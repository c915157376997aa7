// Copyright (c) 2025 Fabstir
// SPDX-License-Identifier: BUSL-1.1

//! Embedding Pipeline Manager
//!
//! Owns the single embedding model of the process:
//! - loads it lazily, at most once at a time (single-flight)
//! - applies E5 instruction prefixes before inference
//! - normalizes backend output into one row per input text
//! - memoizes the embedding dimension after the first successful call
//!
//! The manager is an ordinary value. The server builds one at startup and
//! shares it through `Arc`, so tests can run several independent managers.

use crate::embeddings::{
    apply_instruction, EmbeddingError, EmbeddingPipeline, InferenceOptions, InstructionPolicy,
    Mode, ModelLoader, Pooling,
};
use futures::future::{BoxFuture, FutureExt, Shared};
use serde::{Deserialize, Serialize};
use std::sync::{Arc, OnceLock};
use std::time::Instant;
use tokio::sync::Mutex;
use tracing::{debug, error, info, warn};

/// Text embedded by [`PipelineManager::warmup`]
const WARMUP_TEXT: &str = "warmup";

type LoadResult = Result<Arc<dyn EmbeddingPipeline>, EmbeddingError>;
type LoadFuture = Shared<BoxFuture<'static, LoadResult>>;

/// Per-request embedding options
#[derive(Debug, Clone, Copy, PartialEq, Eq)]
pub struct EmbedOptions {
    pub mode: Mode,
    pub instruction: InstructionPolicy,
    pub normalize: bool,
}

impl Default for EmbedOptions {
    fn default() -> Self {
        Self {
            mode: Mode::Passage,
            instruction: InstructionPolicy::E5,
            normalize: true,
        }
    }
}

/// Model identity and its dimension, if known
#[derive(Debug, Clone, PartialEq, Eq, Serialize, Deserialize)]
pub struct ModelInfo {
    pub model: String,
    pub dim: Option<usize>,
}

/// Load attempt bookkeeping, guarded by the manager's mutex
#[derive(Default)]
struct InitState {
    /// Incremented each time a new load attempt is installed
    generation: u64,
    /// In-flight or completed load. Cleared only after a failed attempt.
    pending: Option<LoadFuture>,
}

/// Manager for the process-wide embedding pipeline
pub struct PipelineManager {
    model: String,
    loader: Arc<dyn ModelLoader>,
    init: Mutex<InitState>,
    dimension: OnceLock<usize>,
}

impl std::fmt::Debug for PipelineManager {
    fn fmt(&self, f: &mut std::fmt::Formatter<'_>) -> std::fmt::Result {
        f.debug_struct("PipelineManager")
            .field("model", &self.model)
            .field("dimension", &self.dimension.get())
            .finish_non_exhaustive()
    }
}

impl PipelineManager {
    /// Creates a manager for `model`. Nothing is loaded until first use.
    pub fn new(model: impl Into<String>, loader: Arc<dyn ModelLoader>) -> Self {
        Self {
            model: model.into(),
            loader,
            init: Mutex::new(InitState::default()),
            dimension: OnceLock::new(),
        }
    }

    /// Model identity this manager serves
    pub fn model(&self) -> &str {
        &self.model
    }

    /// Memoized embedding dimension, without triggering a warmup
    pub fn dimension(&self) -> Option<usize> {
        self.dimension.get().copied()
    }

    /// Whether a load attempt has completed successfully
    pub async fn is_loaded(&self) -> bool {
        let state = self.init.lock().await;
        matches!(
            state.pending.as_ref().and_then(|f| f.peek()),
            Some(Ok(_))
        )
    }

    /// Embeds a batch of texts, returning one row per text in input order
    ///
    /// An empty batch returns an empty matrix without loading the model.
    ///
    /// # Errors
    /// - `Initialization` if the model could not be loaded
    /// - `Inference` if the backend call failed
    /// - `UnexpectedOutputShape` if the output cannot be normalized or its
    ///   row count differs from `texts.len()`
    /// - `DimensionMismatch` if the width differs from the memoized dimension
    pub async fn embed_batch(
        &self,
        texts: &[String],
        options: EmbedOptions,
    ) -> Result<Vec<Vec<f32>>, EmbeddingError> {
        if texts.is_empty() {
            return Ok(Vec::new());
        }

        let prefixed = apply_instruction(texts, options.mode, options.instruction);
        let pipeline = self.pipeline().await?;

        let started = Instant::now();
        let raw = pipeline
            .infer(
                &prefixed,
                InferenceOptions {
                    pooling: Pooling::Mean,
                    normalize: options.normalize,
                },
            )
            .await
            .map_err(|e| {
                error!("Inference failed for batch of {}: {:#}", texts.len(), e);
                EmbeddingError::inference(&e)
            })?;

        let rows = raw.to_matrix()?;
        if rows.len() != texts.len() {
            return Err(EmbeddingError::UnexpectedOutputShape(format!(
                "expected {} rows, got {}",
                texts.len(),
                rows.len()
            )));
        }

        let width = rows.first().map_or(0, Vec::len);
        self.record_dimension(width)?;

        debug!(
            "Embedded {} texts ({}D) in {:?}",
            rows.len(),
            width,
            started.elapsed()
        );

        Ok(rows)
    }

    /// Returns the model identity and its dimension
    ///
    /// If the dimension is still unknown, a one-text warmup runs first. A
    /// failed warmup is logged and leaves `dim` as `None`.
    pub async fn model_info(&self) -> ModelInfo {
        if self.dimension.get().is_none() {
            if let Err(e) = self.warmup().await {
                warn!("⚠️  Warmup for {} failed: {}", self.model, e);
            }
        }

        ModelInfo {
            model: self.model.clone(),
            dim: self.dimension(),
        }
    }

    /// Loads the model and embeds one throwaway text, returning the dimension
    pub async fn warmup(&self) -> Result<usize, EmbeddingError> {
        let rows = self
            .embed_batch(&[WARMUP_TEXT.to_string()], EmbedOptions::default())
            .await?;
        Ok(rows.first().map_or(0, Vec::len))
    }

    /// Returns the shared pipeline, starting a load if none is in flight
    ///
    /// All callers that find the same attempt in the slot await the same
    /// shared future. When an attempt fails, it is removed from the slot so
    /// the next caller starts over. The generation check keeps a late waiter
    /// from removing a newer attempt.
    async fn pipeline(&self) -> LoadResult {
        let (generation, load) = {
            let mut state = self.init.lock().await;
            match &state.pending {
                Some(load) => (state.generation, load.clone()),
                None => {
                    state.generation += 1;
                    let load = self.start_load();
                    state.pending = Some(load.clone());
                    (state.generation, load)
                }
            }
        };

        let result = load.await;

        if result.is_err() {
            let mut state = self.init.lock().await;
            if state.generation == generation && state.pending.is_some() {
                state.pending = None;
                debug!("Cleared failed load attempt #{} for {}", generation, self.model);
            }
        }

        result
    }

    fn start_load(&self) -> LoadFuture {
        let loader = Arc::clone(&self.loader);
        let model = self.model.clone();

        async move {
            info!("🧠 Loading embedding model: {}", model);
            let started = Instant::now();

            match loader.load(&model).await {
                Ok(pipeline) => {
                    info!(
                        "✅ Embedding model {} ready in {:?}",
                        model,
                        started.elapsed()
                    );
                    Ok(pipeline)
                }
                Err(e) => {
                    error!("❌ Failed to load embedding model {}: {:#}", model, e);
                    Err(EmbeddingError::initialization(&model, &e))
                }
            }
        }
        .boxed()
        .shared()
    }

    fn record_dimension(&self, width: usize) -> Result<usize, EmbeddingError> {
        let dimension = *self.dimension.get_or_init(|| {
            info!("📐 Embedding dimension for {}: {}", self.model, width);
            width
        });

        if dimension != width {
            error!(
                "Embedding width changed for {}: memoized {}, got {}",
                self.model, dimension, width
            );
            return Err(EmbeddingError::DimensionMismatch {
                expected: dimension,
                actual: width,
            });
        }

        Ok(dimension)
    }
}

What needs to be done
Each record above must be given again exactly as written.

Output for this exercise
repository c915157376997aa7
// Copyright (c) 2025 Fabstir
// SPDX-License-Identifier: BUSL-1.1

//! Embedding Pipeline Manager
//!
//! Owns the single embedding model of the process:
//! - loads it lazily, at most once at a time (single-flight)
//! - applies E5 instruction prefixes before inference
//! - normalizes backend output into one row per input text
//! - memoizes the embedding dimension after the first successful call
//!
//! The manager is an ordinary value. The server builds one at startup and
//! shares it through `Arc`, so tests can run several independent managers.

use crate::embeddings::{
    apply_instruction, EmbeddingError, EmbeddingPipeline, InferenceOptions, InstructionPolicy,
    Mode, ModelLoader, Pooling,
};
use futures::future::{BoxFuture, FutureExt, Shared};
use serde::{Deserialize, Serialize};
use std::sync::{Arc, OnceLock};
use std::time::Instant;
use tokio::sync::Mutex;
use tracing::{debug, error, info, warn};

/// Text embedded by [`PipelineManager::warmup`]
const WARMUP_TEXT: &str = "warmup";

type LoadResult = Result<Arc<dyn EmbeddingPipeline>, EmbeddingError>;
type LoadFuture = Shared<BoxFuture<'static, LoadResult>>;

/// Per-request embedding options
#[derive(Debug, Clone, Copy, PartialEq, Eq)]
pub struct EmbedOptions {
    pub mode: Mode,
    pub instruction: InstructionPolicy,
    pub normalize: bool,
}

impl Default for EmbedOptions {
    fn default() -> Self {
        Self {
            mode: Mode::Passage,
            instruction: InstructionPolicy::E5,
            normalize: true,
        }
    }
}

/// Model identity and its dimension, if known
#[derive(Debug, Clone, PartialEq, Eq, Serialize, Deserialize)]
pub struct ModelInfo {
    pub model: String,
    pub dim: Option<usize>,
}

/// Load attempt bookkeeping, guarded by the manager's mutex
#[derive(Default)]
struct InitState {
    /// Incremented each time a new load attempt is installed
    generation: u64,
    /// In-flight or completed load. Cleared only after a failed attempt.
    pending: Option<LoadFuture>,
}

/// Manager for the process-wide embedding pipeline
pub struct PipelineManager {
    model: String,
    loader: Arc<dyn ModelLoader>,
    init: Mutex<InitState>,
    dimension: OnceLock<usize>,
}

impl std::fmt::Debug for PipelineManager {
    fn fmt(&self, f: &mut std::fmt::Formatter<'_>) -> std::fmt::Result {
        f.debug_struct("PipelineManager")
            .field("model", &self.model)
            .field("dimension", &self.dimension.get())
            .finish_non_exhaustive()
    }
}

impl PipelineManager {
    /// Creates a manager for `model`. Nothing is loaded until first use.
    pub fn new(model: impl Into<String>, loader: Arc<dyn ModelLoader>) -> Self {
        Self {
            model: model.into(),
            loader,
            init: Mutex::new(InitState::default()),
            dimension: OnceLock::new(),
        }
    }

    /// Model identity this manager serves
    pub fn model(&self) -> &str {
        &self.model
    }

    /// Memoized embedding dimension, without triggering a warmup
    pub fn dimension(&self) -> Option<usize> {
        self.dimension.get().copied()
    }

    /// Whether a load attempt has completed successfully
    pub async fn is_loaded(&self) -> bool {
        let state = self.init.lock().await;
        matches!(
            state.pending.as_ref().and_then(|f| f.peek()),
            Some(Ok(_))
        )
    }

    /// Embeds a batch of texts, returning one row per text in input order
    ///
    /// An empty batch returns an empty matrix without loading the model.
    ///
    /// # Errors
    /// - `Initialization` if the model could not be loaded
    /// - `Inference` if the backend call failed
    /// - `UnexpectedOutputShape` if the output cannot be normalized or its
    ///   row count differs from `texts.len()`
    /// - `DimensionMismatch` if the width differs from the memoized dimension
    pub async fn embed_batch(
        &self,
        texts: &[String],
        options: EmbedOptions,
    ) -> Result<Vec<Vec<f32>>, EmbeddingError> {
        if texts.is_empty() {
            return Ok(Vec::new());
        }

        let prefixed = apply_instruction(texts, options.mode, options.instruction);
        let pipeline = self.pipeline().await?;

        let started = Instant::now();
        let raw = pipeline
            .infer(
                &prefixed,
                InferenceOptions {
                    pooling: Pooling::Mean,
                    normalize: options.normalize,
                },
            )
            .await
            .map_err(|e| {
                error!("Inference failed for batch of {}: {:#}", texts.len(), e);
                EmbeddingError::inference(&e)
            })?;

        let rows = raw.to_matrix()?;
        if rows.len() != texts.len() {
            return Err(EmbeddingError::UnexpectedOutputShape(format!(
                "expected {} rows, got {}",
                texts.len(),
                rows.len()
            )));
        }

        let width = rows.first().map_or(0, Vec::len);
        self.record_dimension(width)?;

        debug!(
            "Embedded {} texts ({}D) in {:?}",
            rows.len(),
            width,
            started.elapsed()
        );

        Ok(rows)
    }

    /// Returns the model identity and its dimension
    ///
    /// If the dimension is still unknown, a one-text warmup runs first. A
    /// failed warmup is logged and leaves `dim` as `None`.
    pub async fn model_info(&self) -> ModelInfo {
        if self.dimension.get().is_none() {
            if let Err(e) = self.warmup().await {
                warn!("⚠️  Warmup for {} failed: {}", self.model, e);
            }
        }

        ModelInfo {
            model: self.model.clone(),
            dim: self.dimension(),
        }
    }

    /// Loads the model and embeds one throwaway text, returning the dimension
    pub async fn warmup(&self) -> Result<usize, EmbeddingError> {
        let rows = self
            .embed_batch(&[WARMUP_TEXT.to_string()], EmbedOptions::default())
            .await?;
        Ok(rows.first().map_or(0, Vec::len))
    }

    /// Returns the shared pipeline, starting a load if none is in flight
    ///
    /// All callers that find the same attempt in the slot await the same
    /// shared future. When an attempt fails, it is removed from the slot so
    /// the next caller starts over. The generation check keeps a late waiter
    /// from removing a newer attempt.
    async fn pipeline(&self) -> LoadResult {
        let (generation, load) = {
            let mut state = self.init.lock().await;
            match &state.pending {
                Some(load) => (state.generation, load.clone()),
                None => {
                    state.generation += 1;
                    let load = self.start_load();
                    state.pending = Some(load.clone());
                    (state.generation, load)
                }
            }
        };

        let result = load.await;

        if result.is_err() {
            let mut state = self.init.lock().await;
            if state.generation == generation && state.pending.is_some() {
                state.pending = None;
                debug!("Cleared failed load attempt #{} for {}", generation, self.model);
            }
        }

        result
    }

    fn start_load(&self) -> LoadFuture {
        let loader = Arc::clone(&self.loader);
        let model = self.model.clone();

        async move {
            info!("🧠 Loading embedding model: {}", model);
            let started = Instant::now();

            match loader.load(&model).await {
                Ok(pipeline) => {
                    info!(
                        "✅ Embedding model {} ready in {:?}",
                        model,
                        started.elapsed()
                    );
                    Ok(pipeline)
                }
                Err(e) => {
                    error!("❌ Failed to load embedding model {}: {:#}", model, e);
                    Err(EmbeddingError::initialization(&model, &e))
                }
            }
        }
        .boxed()
        .shared()
    }

    fn record_dimension(&self, width: usize) -> Result<usize, EmbeddingError> {
        let dimension = *self.dimension.get_or_init(|| {
            info!("📐 Embedding dimension for {}: {}", self.model, width);
            width
        });

        if dimension != width {
            error!(
                "Embedding width changed for {}: memoized {}, got {}",
                self.model, dimension, width
            );
            return Err(EmbeddingError::DimensionMismatch {
                expected: dimension,
                actual: width,
            });
        }

        Ok(dimension)
    }
}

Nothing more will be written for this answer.